Teens will immediately disappear to explore (i.e. search for other teens) — and I was well-prepared for that: book, deckchair, sun hat and a lovely glass of something chilled. But if I had tired of doing nothing — I didn't — Martins Bay also offered mild waves to paddle in, sandy shores to wander, spreading pohutukawa for shade.

A short drive away is the Scott Homestead, or Tawharanui Regional Park's surf, or the foodie haven of Matakana.

Mealtimes are a military operation.

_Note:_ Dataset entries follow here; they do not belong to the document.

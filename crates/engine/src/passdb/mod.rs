// SPDX-License-Identifier: BUSL-1.1
// Copyright (c) 2026 Alfred Jean LLC

//! Passdb trait and registry (spec.md §3/§4.4). Concrete SQL/LDAP/passwd
//! backends are a Non-goal (spec.md §1); this module provides the trait,
//! an in-memory non-blocking reference passdb, and a worker-routed
//! blocking fake used to exercise spec.md §4.5's dispatch path in tests.

mod memory;
mod worker;

use std::collections::HashMap;

pub use memory::MemoryPassdb;
pub use worker::WorkerPassdb;

use crate::error::PassdbError;

/// Outcome of a passdb lookup, matching `original_source/src/auth/
/// passdb-sql.c`'s `sql_query_callback` result shape exactly:
/// OK / unknown user / password mismatch / scheme failure all collapse
/// into `Mismatch` here since the mechanism contract only distinguishes
/// "credential accepted" from "not" (spec.md §4.4).
#[derive(Debug, Clone, PartialEq, Eq)]
pub enum PassdbResult {
    Ok { extra: Vec<(String, String)> },
    Mismatch,
    UserUnknown,
}

#[derive(Debug, Clone, PartialEq, Eq)]
pub struct StoredCredential {
    pub scheme: String,
    pub encoded: String,
}

/// Pluggable credential source. `is_blocking` selects worker-pool dispatch
/// vs. inline execution (spec.md §4.5).
#[async_trait::async_trait]
pub trait Passdb: Send + Sync {
    fn kind(&self) -> &'static str;

    fn is_blocking(&self) -> bool;

    /// Verifies a plaintext password directly (PLAIN, LOGIN, ANONYMOUS).
    async fn verify_plain(&self, user: &str, password: &str) -> Result<PassdbResult, PassdbError>;

    /// Looks up the stored credential for challenge/response mechanisms
    /// (CRAM-MD5) without checking it — the request handler does the
    /// comparison using the mechanism's own math.
    async fn lookup_credentials(&self, user: &str) -> Result<Option<StoredCredential>, PassdbError>;
}

pub struct PassdbRegistry {
    backends: HashMap<&'static str, Box<dyn Passdb>>,
    order: Vec<&'static str>,
}

impl PassdbRegistry {
    pub fn new() -> PassdbRegistry {
        PassdbRegistry { backends: HashMap::new(), order: Vec::new() }
    }

    pub fn register(&mut self, passdb: Box<dyn Passdb>) {
        let kind = passdb.kind();
        self.order.push(kind);
        self.backends.insert(kind, passdb);
    }

    /// The first registered backend is the primary one consulted per
    /// request; spec.md §3 does not require chained passdb fallback, so a
    /// single active backend is all the contract needs.
    pub fn primary(&self) -> Option<&dyn Passdb> {
        self.order.first().and_then(|k| self.backends.get(k)).map(|b| b.as_ref())
    }
}

impl Default for PassdbRegistry {
    fn default() -> Self {
        Self::new()
    }
}
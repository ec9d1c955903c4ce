// SPDX-License-Identifier: BUSL-1.1
// Copyright (c) 2026 Alfred Jean LLC

//! Centralized environment variable access for the daemon crate (spec.md
//! §6). The supervisor configures this daemon entirely through the
//! environment; there is no on-disk config file.

use std::path::PathBuf;
use std::time::Duration;

/// One listener's worth of `AUTH_<n>[_MASTER]` + `_MODE`/`_USER`/`_GROUP`.
#[derive(Debug, Clone)]
pub struct ListenerSpec {
    pub path: PathBuf,
    pub mode: u32,
    pub user: Option<String>,
    pub group: Option<String>,
}

fn listener_spec(base_var: &str) -> Option<ListenerSpec> {
    let path = std::env::var(base_var).ok()?;
    let mode = std::env::var(format!("{base_var}_MODE"))
        .ok()
        .and_then(|m| u32::from_str_radix(&m, 8).ok())
        .unwrap_or(0o600);
    let user = std::env::var(format!("{base_var}_USER")).ok();
    let group = std::env::var(format!("{base_var}_GROUP")).ok();
    Some(ListenerSpec { path: PathBuf::from(path), mode, user, group })
}

/// Every `AUTH_<n>` client listener, n starting at 1, stopping at the
/// first gap. A one-sided listener (client set, master absent, or vice
/// versa — spec.md §9's Open Question) is permitted: each is collected
/// independently rather than requiring both to be present for a given n.
pub fn client_listeners() -> Vec<ListenerSpec> {
    (1..).map_while(|n| listener_spec(&format!("AUTH_{n}"))).collect()
}

pub fn master_listeners() -> Vec<ListenerSpec> {
    (1..).map_while(|n| listener_spec(&format!("AUTH_{n}_MASTER"))).collect()
}

/// Absence of `DOVECOT_MASTER` means this process was started standalone
/// and owns its own daemonization; its presence means a supervisor created
/// the listening sockets and passed them as inherited fds.
pub fn is_standalone() -> bool {
    std::env::var_os("DOVECOT_MASTER").is_none()
}

/// Where diagnostic output goes (spec.md §6: `LOG_TO_MASTER`, `USE_SYSLOG`,
/// `LOGFILE`). Syslog transport itself is out of scope (SPEC_FULL.md §2);
/// this only selects which sink `main`'s logging setup wires up.
#[derive(Debug, Clone, PartialEq, Eq)]
pub enum LogSink {
    Master,
    Syslog,
    File(PathBuf),
    Stderr,
}

pub fn log_sink() -> LogSink {
    if std::env::var_os("LOG_TO_MASTER").is_some() {
        LogSink::Master
    } else if std::env::var_os("USE_SYSLOG").is_some() {
        LogSink::Syslog
    } else if let Some(path) = std::env::var_os("LOGFILE") {
        LogSink::File(PathBuf::from(path))
    } else {
        LogSink::Stderr
    }
}

pub fn info_log_file() -> Option<PathBuf> {
    std::env::var_os("INFOLOGFILE").map(PathBuf::from)
}

/// `strftime`-style timestamp prefix for log lines, or `None` for no
/// timestamp. Passed straight through to whatever formats the sink.
pub fn log_timestamp_format() -> Option<String> {
    std::env::var("LOGSTAMP").ok()
}

/// Restrict-access policy: target identity, optional chroot, and
/// supplementary groups applied as the last privileged step (spec.md
/// §4.1). Variable names are this daemon's own (the upstream fragment
/// names the concept but not its env vars — SPEC_FULL.md §9 Open
/// Question, resolved in DESIGN.md).
#[derive(Debug, Clone, Default)]
pub struct RestrictAccess {
    pub uid: Option<String>,
    pub gid: Option<String>,
    pub chroot: Option<PathBuf>,
    pub extra_groups: Vec<String>,
}

pub fn restrict_access() -> RestrictAccess {
    RestrictAccess {
        uid: std::env::var("AUTHD_UID").ok(),
        gid: std::env::var("AUTHD_GID").ok(),
        chroot: std::env::var_os("AUTHD_CHROOT").map(PathBuf::from),
        extra_groups: std::env::var("AUTHD_EXTRA_GROUPS")
            .ok()
            .map(|s| s.split(',').map(str::to_string).filter(|s| !s.is_empty()).collect())
            .unwrap_or_default(),
    }
}

/// Bound on the worker pool's pending-request queue (spec.md §4.5); new
/// ambient config, default 1000.
pub fn worker_queue_max() -> usize {
    env_usize("AUTHD_WORKER_QUEUE_MAX").unwrap_or(1000)
}

/// Number of worker subprocesses to maintain (spec.md §4.5: "typically
/// 1-30, configurable").
pub fn worker_count() -> usize {
    env_usize("AUTHD_WORKER_COUNT").unwrap_or(1)
}

pub fn failure_delay() -> Duration {
    env_millis("AUTHD_FAILURE_DELAY_MS").unwrap_or(Duration::from_secs(2))
}

pub fn request_deadline() -> Duration {
    env_millis("AUTHD_REQUEST_DEADLINE_MS").unwrap_or(Duration::from_secs(30))
}

pub fn connection_inactivity_timeout() -> Duration {
    env_millis("AUTHD_INACTIVITY_TIMEOUT_MS").unwrap_or(Duration::from_secs(60))
}

/// Timer-tick resolution for flushing the failure-delay queue and scanning
/// for idle connections; not spec-named, ambient scheduling knob.
pub fn timer_check_ms() -> Duration {
    env_millis("AUTHD_TIMER_CHECK_MS").unwrap_or(Duration::from_millis(250))
}

fn env_usize(name: &str) -> Option<usize> {
    std::env::var(name).ok().and_then(|s| s.parse().ok())
}

fn env_millis(name: &str) -> Option<Duration> {
    std::env::var(name).ok().and_then(|s| s.parse().ok()).map(Duration::from_millis)
}
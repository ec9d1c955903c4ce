// SPDX-License-Identifier: BUSL-1.1
// Copyright (c) 2026 Alfred Jean LLC

//! Password scheme registry: decodes a passdb's stored password field and
//! checks a plaintext candidate against it.
//!
//! Recovered from `original_source/src/auth/passdb-sql.c`'s
//! `password_get_scheme` shape: a stored value optionally carries a
//! leading `{SCHEME}` tag; when absent, the passdb's configured default
//! scheme applies. CRYPT-style stored-form parsing is a Non-goal
//! (spec.md §1) — only `PLAIN` and a salted-SHA reference scheme are
//! implemented.

mod plain;
mod salted_sha;

use std::collections::HashMap;

pub use plain::PlainScheme;
pub use salted_sha::SaltedShaScheme;

/// Checks a plaintext candidate against a scheme-encoded stored value.
pub trait PasswordScheme: Send + Sync {
    fn name(&self) -> &'static str;
    fn verify(&self, plaintext: &str, encoded: &str) -> bool;
}

pub struct SchemeRegistry {
    schemes: HashMap<&'static str, Box<dyn PasswordScheme>>,
}

impl SchemeRegistry {
    pub fn new() -> SchemeRegistry {
        let mut registry = SchemeRegistry { schemes: HashMap::new() };
        registry.register(Box::new(PlainScheme));
        registry.register(Box::new(SaltedShaScheme));
        registry
    }

    pub fn register(&mut self, scheme: Box<dyn PasswordScheme>) {
        self.schemes.insert(scheme.name(), scheme);
    }

    pub fn get(&self, name: &str) -> Option<&dyn PasswordScheme> {
        self.schemes.get(name).map(|s| s.as_ref())
    }
}

impl Default for SchemeRegistry {
    fn default() -> Self {
        Self::new()
    }
}

/// Splits a stored password into `({SCHEME}, rest)`. If no `{SCHEME}` tag is
/// present, falls back to `default_scheme` with the whole string as the
/// encoded value (`password_get_scheme` in `passdb-sql.c`).
pub fn resolve_scheme<'a>(stored: &'a str, default_scheme: &'a str) -> (&'a str, &'a str) {
    if let Some(rest) = stored.strip_prefix('{') {
        if let Some(end) = rest.find('}') {
            return (&rest[..end], &rest[end + 1..]);
        }
    }
    (default_scheme, stored)
}

#[cfg(test)]
mod tests {
    use super::*;

    #[test]
    fn tagged_value_splits_scheme_from_encoded() {
        assert_eq!(resolve_scheme("{SSHA}abc123", "PLAIN"), ("SSHA", "abc123"));
    }

    #[test]
    fn untagged_value_falls_back_to_default_scheme() {
        assert_eq!(resolve_scheme("plaintext-pw", "PLAIN"), ("PLAIN", "plaintext-pw"));
    }

    #[test]
    fn registry_has_plain_and_salted_sha() {
        let registry = SchemeRegistry::new();
        assert!(registry.get("PLAIN").is_some());
        assert!(registry.get("SSHA256").is_some());
        assert!(registry.get("CRYPT").is_none());
    }
}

Teenagers rounded up, food collected and cooking utensils gathered, it was time to head off to the kitchen, stopping on the way to pick up a fallen chop and blow the gravel and grass clippings off it, retrieve the dropped tea towel, returning to pick up the forgotten spatula, reclaim the cup I hadn't noticed dropping on my first trip and returning once again for a serving plate for the cooked food.

I watched in envy as more organised campers opened neat plastic storage boxes and, with a stage-magician flourish and a puff of smoke, pulled out plates, cups, knives, pots, dishwash, dishbrush, dishrack, cleaning cloths, table cloths, silver serving platters, spice racks, Nigella Lawson cookbooks, lemon squeezers, avocado keepers, oven mitts and a runcible spoon. Next time, I will be that organised, envied person.

After dinner at our site and, teenagers rounded up again, the solar shower had heated up enough that the girls had hot water to clean up at my portable kitchen sink. Genius.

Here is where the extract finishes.